もし軽油引取税の引き下げを財源の名目で距離税の形に置き換えれば、結果的にトラック輸送への負担が増す懸念がある。環境負荷低減や公平な課税を進めることは重要だが、「物流を支えるトラックの足を縛る税制」になってはならない。慎重な制度設計が求められる。
金子国交相には、トラック新法を運用段階でどう根づかせるかという政治判断が問われる。形式的な通達行政ではなく、現場に即した監督と改善の仕組みを作り、実効性を確保することが求められる。
さらに、災害対応やインフラ更新、モーダルシフト促進など、国交行政の多層課題をどう束ねるか。現在、これまでの5年間の総括と次期重点分野を設定する次期物流施策大綱の策定作業が進行中だ。新大臣がその骨格をどう方向づけるかが、政策の継続性と刷新の両面で注目される。

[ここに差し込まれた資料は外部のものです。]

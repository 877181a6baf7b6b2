mod config;
pub mod database;
pub mod migrations;

pub use config::{Config, ServerConfig, StreakConfig};
pub use database::Database;

use std::path::PathBuf;

/// Returns `~/.config/risetrack[-dev]/` based on RISETRACK_ENV.
///
/// Set RISETRACK_ENV=dev to use the development data directory.
///
/// # Errors
/// Returns an error if the home directory cannot be determined or if
/// creating the config directory fails.
pub fn data_dir() -> Result<PathBuf, Box<dyn std::error::Error>> {
    let base_dir = dirs::home_dir()
        .unwrap_or_else(|| PathBuf::from("."))
        .join(".config");

    let env = std::env::var("RISETRACK_ENV").unwrap_or_else(|_| "production".to_string());

    let dir = if env == "dev" {
        base_dir.join("risetrack-dev")
    } else {
        base_dir.join("risetrack")
    };

    std::fs::create_dir_all(&dir)?;
    Ok(dir)
}
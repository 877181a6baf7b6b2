//! Core error types for risetrack-core.
//!
//! This module defines the error hierarchy using thiserror. Validation
//! errors carry the taxonomy surfaced by the CLI and HTTP boundaries; the
//! streak engine itself is total and never fails.

use chrono::NaiveDate;
use std::path::PathBuf;
use thiserror::Error;

/// Core error type for risetrack-core.
#[derive(Error, Debug)]
pub enum CoreError {
    /// Database-related errors
    #[error("Database error: {0}")]
    Database(#[from] DatabaseError),

    /// Configuration-related errors
    #[error("Configuration error: {0}")]
    Config(#[from] ConfigError),

    /// Validation errors
    #[error("Validation error: {0}")]
    Validation(#[from] ValidationError),

    /// IO errors
    #[error("IO error: {0}")]
    Io(#[from] std::io::Error),

    /// Serialization/deserialization errors
    #[error("JSON error: {0}")]
    Json(#[from] serde_json::Error),
}

/// Database-specific errors.
#[derive(Error, Debug)]
pub enum DatabaseError {
    /// Failed to open database connection
    #[error("Failed to open database at {path}: {source}")]
    OpenFailed {
        path: PathBuf,
        #[source]
        source: rusqlite::Error,
    },

    /// Query execution failed
    #[error("Query failed: {0}")]
    QueryFailed(String),

    /// Migration failed
    #[error("Database migration failed: {0}")]
    MigrationFailed(String),

    /// A record for the day already exists
    #[error("Day '{day}' already exists")]
    DuplicateDay { day: NaiveDate },

    /// Database is locked
    #[error("Database is locked")]
    Locked,
}

/// Configuration-specific errors.
#[derive(Error, Debug)]
pub enum ConfigError {
    /// Failed to load configuration
    #[error("Failed to load configuration from {path}: {message}")]
    LoadFailed { path: PathBuf, message: String },

    /// Failed to save configuration
    #[error("Failed to save configuration to {path}: {message}")]
    SaveFailed { path: PathBuf, message: String },

    /// Unknown configuration key
    #[error("Unknown configuration key: {0}")]
    UnknownKey(String),

    /// Invalid configuration value
    #[error("Invalid configuration value for '{key}': {message}")]
    InvalidValue { key: String, message: String },
}

/// Validation errors raised at the CLI and HTTP boundaries.
#[derive(Error, Debug)]
pub enum ValidationError {
    /// Not a YYYY-MM-DD calendar date
    #[error("Invalid date '{value}'. Use YYYY-MM-DD.")]
    MalformedDay { value: String },

    /// Not an HH:MM time of day
    #[error("Invalid {field} '{value}'. Use HH:MM.")]
    MalformedTime { field: &'static str, value: String },

    /// Not an integer minute count
    #[error("Invalid tolerance '{value}'. Use an integer.")]
    MalformedTolerance { value: String },

    /// Update payload with no fields set
    #[error("Nothing to update")]
    EmptyUpdate,
}

impl From<rusqlite::Error> for DatabaseError {
    fn from(err: rusqlite::Error) -> Self {
        match &err {
            rusqlite::Error::SqliteFailure(err, _msg) => {
                if err.code == rusqlite::ErrorCode::DatabaseLocked {
                    DatabaseError::Locked
                } else {
                    DatabaseError::QueryFailed(err.to_string())
                }
            }
            _ => DatabaseError::QueryFailed(err.to_string()),
        }
    }
}

/// Result type alias for CoreError
pub type Result<T, E = CoreError> = std::result::Result<T, E>;
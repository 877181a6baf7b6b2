//! # Risetrack Core Library
//!
//! This library provides the core business logic for the Risetrack wake-up
//! tracker. It implements a CLI-first philosophy where all operations are
//! available via a standalone CLI binary, with the HTTP server being a thin
//! JSON layer over the same core library.
//!
//! ## Architecture
//!
//! - **Streak Engine**: A pure function over a day-ordered wake history that
//!   reports the current and best on-time streaks
//! - **Storage**: SQLite-based record storage and TOML-based configuration
//! - **Records**: One wake-up record per calendar day, keyed by the day
//!
//! ## Key Components
//!
//! - [`compute_streak`]: Streak computation over a day-ordered history
//! - [`Database`]: Wake-up record persistence
//! - [`Config`]: Application configuration management

pub mod error;
pub mod record;
pub mod storage;
pub mod streak;

pub use error::{ConfigError, CoreError, DatabaseError, ValidationError};
pub use record::{parse_day, parse_hhmm, parse_tolerance, NewWakeRecord, WakeRecord, WakeRecordPatch};
pub use storage::{Config, Database};
pub use streak::{compute_streak, StreakQuery, StreakResult, WakeSample};
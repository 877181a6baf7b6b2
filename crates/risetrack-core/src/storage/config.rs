//! TOML-based application configuration.
//!
//! Stores the streak defaults used when a query omits them, and the HTTP
//! server bind address. Configuration is stored at
//! `~/.config/risetrack/config.toml` and written with defaults on first
//! load.

use chrono::NaiveTime;
use serde::{Deserialize, Serialize};
use std::path::PathBuf;

use super::data_dir;
use crate::error::ConfigError;
use crate::record::hhmm;

/// Streak defaults applied when a query omits the target or tolerance.
#[derive(Debug, Clone, Serialize, Deserialize)]
pub struct StreakConfig {
    #[serde(with = "hhmm", default = "default_target_time")]
    pub target_time: NaiveTime,
    #[serde(default)]
    pub tolerance_min: i32,
}

/// HTTP server configuration.
#[derive(Debug, Clone, Serialize, Deserialize)]
pub struct ServerConfig {
    #[serde(default = "default_bind")]
    pub bind: String,
}

/// Application configuration.
///
/// Serialized to/from TOML at `~/.config/risetrack/config.toml`.
#[derive(Debug, Clone, Serialize, Deserialize)]
pub struct Config {
    #[serde(default)]
    pub streak: StreakConfig,
    #[serde(default)]
    pub server: ServerConfig,
}

fn default_target_time() -> NaiveTime {
    NaiveTime::from_hms_opt(7, 0, 0).unwrap_or_default()
}

fn default_bind() -> String {
    "127.0.0.1:5000".to_string()
}

impl Default for StreakConfig {
    fn default() -> Self {
        Self {
            target_time: default_target_time(),
            tolerance_min: 0,
        }
    }
}

impl Default for ServerConfig {
    fn default() -> Self {
        Self {
            bind: default_bind(),
        }
    }
}

impl Default for Config {
    fn default() -> Self {
        Self {
            streak: StreakConfig::default(),
            server: ServerConfig::default(),
        }
    }
}

impl Config {
    fn path() -> Result<PathBuf, ConfigError> {
        let dir = data_dir().map_err(|e| ConfigError::LoadFailed {
            path: PathBuf::from("~/.config"),
            message: e.to_string(),
        })?;
        Ok(dir.join("config.toml"))
    }

    /// Load from disk, writing the default config on first use.
    ///
    /// # Errors
    /// Returns an error if the config file exists but cannot be parsed, or
    /// if the default config cannot be written to disk.
    pub fn load() -> Result<Self, ConfigError> {
        let path = Self::path()?;
        match std::fs::read_to_string(&path) {
            Ok(content) => toml::from_str(&content).map_err(|e| ConfigError::LoadFailed {
                path,
                message: e.to_string(),
            }),
            Err(_) => {
                let cfg = Self::default();
                cfg.save()?;
                Ok(cfg)
            }
        }
    }

    /// Persist to disk.
    ///
    /// # Errors
    /// Returns an error if the config cannot be serialized or written.
    pub fn save(&self) -> Result<(), ConfigError> {
        let path = Self::path()?;
        let content = toml::to_string_pretty(self).map_err(|e| ConfigError::SaveFailed {
            path: path.clone(),
            message: e.to_string(),
        })?;
        std::fs::write(&path, content).map_err(|e| ConfigError::SaveFailed {
            path,
            message: e.to_string(),
        })
    }

    /// Get a config value as a string by dot-separated key.
    pub fn get(&self, key: &str) -> Option<String> {
        let root = serde_json::to_value(self).ok()?;
        let mut current = &root;
        for part in key.split('.') {
            current = current.get(part)?;
        }
        match current {
            serde_json::Value::String(s) => Some(s.clone()),
            other => Some(other.to_string()),
        }
    }

    /// Set a config value by dot-separated key, coercing the string to the
    /// type of the existing value.
    ///
    /// # Errors
    /// Returns an error if the key is unknown or the value does not parse.
    pub fn set(&mut self, key: &str, value: &str) -> Result<(), ConfigError> {
        let unknown = || ConfigError::UnknownKey(key.to_string());
        let invalid = |message: String| ConfigError::InvalidValue {
            key: key.to_string(),
            message,
        };

        let mut root = serde_json::to_value(&*self).map_err(|e| invalid(e.to_string()))?;
        let (parents, leaf) = match key.rsplit_once('.') {
            Some((parents, leaf)) => (parents.split('.').collect::<Vec<_>>(), leaf),
            None => (Vec::new(), key),
        };

        let mut current = &mut root;
        for part in parents {
            current = current.get_mut(part).ok_or_else(unknown)?;
        }
        let object = current.as_object_mut().ok_or_else(unknown)?;
        let existing = object.get(leaf).ok_or_else(unknown)?;

        let new_value = match existing {
            serde_json::Value::Bool(_) => serde_json::Value::Bool(
                value.parse::<bool>().map_err(|e| invalid(e.to_string()))?,
            ),
            serde_json::Value::Number(_) => serde_json::Value::Number(
                value
                    .parse::<i64>()
                    .map_err(|e| invalid(e.to_string()))?
                    .into(),
            ),
            _ => serde_json::Value::String(value.to_string()),
        };
        object.insert(leaf.to_string(), new_value);

        *self = serde_json::from_value(root).map_err(|e| invalid(e.to_string()))?;
        Ok(())
    }
}

#[cfg(test)]
mod tests {
    use super::*;

    #[test]
    fn test_defaults() {
        let config = Config::default();
        assert_eq!(config.streak.target_time, default_target_time());
        assert_eq!(config.streak.tolerance_min, 0);
        assert_eq!(config.server.bind, "127.0.0.1:5000");
    }

    #[test]
    fn test_toml_round_trip() {
        let config = Config::default();
        let text = toml::to_string_pretty(&config).unwrap();
        assert!(text.contains("target_time = \"07:00\""));
        let parsed: Config = toml::from_str(&text).unwrap();
        assert_eq!(parsed.streak.target_time, config.streak.target_time);
        assert_eq!(parsed.server.bind, config.server.bind);
    }

    #[test]
    fn test_missing_sections_fall_back_to_defaults() {
        let parsed: Config = toml::from_str("").unwrap();
        assert_eq!(parsed.streak.tolerance_min, 0);
        assert_eq!(parsed.server.bind, "127.0.0.1:5000");
    }

    #[test]
    fn test_get_by_dot_path() {
        let config = Config::default();
        assert_eq!(config.get("streak.target_time").unwrap(), "07:00");
        assert_eq!(config.get("streak.tolerance_min").unwrap(), "0");
        assert!(config.get("streak.nope").is_none());
        assert!(config.get("nope").is_none());
    }

    #[test]
    fn test_set_coerces_to_existing_type() {
        let mut config = Config::default();
        config.set("streak.tolerance_min", "15").unwrap();
        assert_eq!(config.streak.tolerance_min, 15);

        config.set("streak.target_time", "06:30").unwrap();
        assert_eq!(
            config.streak.target_time,
            NaiveTime::from_hms_opt(6, 30, 0).unwrap()
        );

        assert!(config.set("streak.tolerance_min", "ten").is_err());
        assert!(config.set("streak.target_time", "late").is_err());
        assert!(config.set("unknown.key", "1").is_err());
    }
}
use clap::Subcommand;
use risetrack_core::{
    parse_day, parse_hhmm, Database, NewWakeRecord, ValidationError, WakeRecordPatch,
};

#[derive(Subcommand)]
pub enum RecordAction {
    /// Add a wake-up entry for a day
    Add {
        /// Day (YYYY-MM-DD)
        day: String,
        /// Wake time (HH:MM)
        wake_time: String,
        /// Sleep time (HH:MM)
        #[arg(long)]
        sleep_time: Option<String>,
        /// Free-form note
        #[arg(long)]
        note: Option<String>,
    },
    /// List entries, day-ascending
    List {
        /// Inclusive lower bound (YYYY-MM-DD)
        #[arg(long)]
        from: Option<String>,
        /// Inclusive upper bound (YYYY-MM-DD)
        #[arg(long)]
        to: Option<String>,
    },
    /// Show the entry for a day
    Show {
        /// Day (YYYY-MM-DD)
        day: String,
    },
    /// Update an entry; pass an empty string to clear sleep time or note
    Update {
        /// Day (YYYY-MM-DD)
        day: String,
        /// New wake time (HH:MM)
        #[arg(long)]
        wake_time: Option<String>,
        /// New sleep time (HH:MM, empty clears)
        #[arg(long)]
        sleep_time: Option<String>,
        /// New note (empty clears)
        #[arg(long)]
        note: Option<String>,
    },
    /// Delete the entry for a day
    Delete {
        /// Day (YYYY-MM-DD)
        day: String,
    },
}

pub fn run(action: RecordAction) -> Result<(), Box<dyn std::error::Error>> {
    let db = Database::open()?;

    match action {
        RecordAction::Add {
            day,
            wake_time,
            sleep_time,
            note,
        } => {
            let new = NewWakeRecord {
                day: parse_day(&day)?,
                wake_time: parse_hhmm("wake_time", &wake_time)?,
                sleep_time: sleep_time
                    .filter(|s| !s.is_empty())
                    .map(|s| parse_hhmm("sleep_time", &s))
                    .transpose()?,
                note: note.filter(|n| !n.is_empty()),
            };
            let record = db.insert_record(new)?;
            println!("{}", serde_json::to_string_pretty(&record)?);
        }
        RecordAction::List { from, to } => {
            let from = from.as_deref().map(parse_day).transpose()?;
            let to = to.as_deref().map(parse_day).transpose()?;
            let records = db.list_records(from, to)?;
            println!("{}", serde_json::to_string_pretty(&records)?);
        }
        RecordAction::Show { day } => {
            let day = parse_day(&day)?;
            match db.record_for_day(day)? {
                Some(record) => println!("{}", serde_json::to_string_pretty(&record)?),
                None => return Err(format!("Day '{day}' not found").into()),
            }
        }
        RecordAction::Update {
            day,
            wake_time,
            sleep_time,
            note,
        } => {
            let day = parse_day(&day)?;
            let patch = WakeRecordPatch {
                wake_time: wake_time
                    .map(|s| parse_hhmm("wake_time", &s))
                    .transpose()?,
                sleep_time: sleep_time
                    .map(|s| {
                        if s.is_empty() {
                            Ok(None)
                        } else {
                            parse_hhmm("sleep_time", &s).map(Some)
                        }
                    })
                    .transpose()?,
                note: note.map(|n| if n.is_empty() { None } else { Some(n) }),
            };
            if patch.is_empty() {
                return Err(ValidationError::EmptyUpdate.into());
            }
            match db.update_record(day, patch)? {
                Some(record) => println!("{}", serde_json::to_string_pretty(&record)?),
                None => return Err(format!("Day '{day}' not found").into()),
            }
        }
        RecordAction::Delete { day } => {
            let day = parse_day(&day)?;
            if db.delete_record(day)? {
                println!("Day '{day}' deleted");
            } else {
                return Err(format!("Day '{day}' not found").into());
            }
        }
    }
    Ok(())
}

赤澤経産相には、産業構造と物流構造を結び直す役割が期待される。製造業の国内回帰やGX(グリーントランスフォーメーション)・DX(デジタルトランスフォーメーション)の推進が進むなかで、ボトルネックは依然として輸送・保管・人材にある。経産省が物流を「周辺」ではなく「産業基盤」として扱う視点に立てるかどうか。エネルギー、デジタル、データ標準化、人材育成など、経産行政の中で物流を横断テーマとして統合できるかが問われる。
26年4月末までに大手荷主には「物流統括管理者」(CLO)の選任が義務づけられる。物流の最適化を経営課題として位置づけるこの制度は、持続可能な物流を確立するための実行段階に入ったことを意味する。
荷主企業と物流企業が正面から物流の持続性に取り組む姿勢を、社会と政治がしっかりと支えることが欠かせない。CLOをサプライチェーン、企業戦略、物流現場をつなぐハブとして機能させ、日本の産業競争力強化につなげられるかどうかも、今後の大きな試金石になる。
新内閣が直面するのは、経済・地域・社会の底を支える仕組みをどう再構築するかという現実的課題である。災害時の物流確保、老朽インフラの更新、港湾・空港・鉄道の連携強化、そしてドライバーの労働環境改善。いずれも単一省庁の取り組みでは完結しない。官邸主導の横断的政策運営が不可欠だ。
政治に求められているのは「旗を掲げる」ことではなく、「結果を出す」ことである。物流改革は政権の看板ではないかもしれないが、その実行は国民生活の足元を支える。軽油減税の議論もトラック新法の適用も、最終的には「ものを運ぶ人」と「それを支える社会」の両方を守るための手段である。
国民が望むのは実感だ。物流が止まらず、地方が維持され、暮らしが少し楽になる。そんな当たり前を取り戻せる政治こそ、いまこの国に必要とされている。高市内閣には、物流という生活インフラの再生を通じて、国民の信頼を取り戻す覚悟が問われている。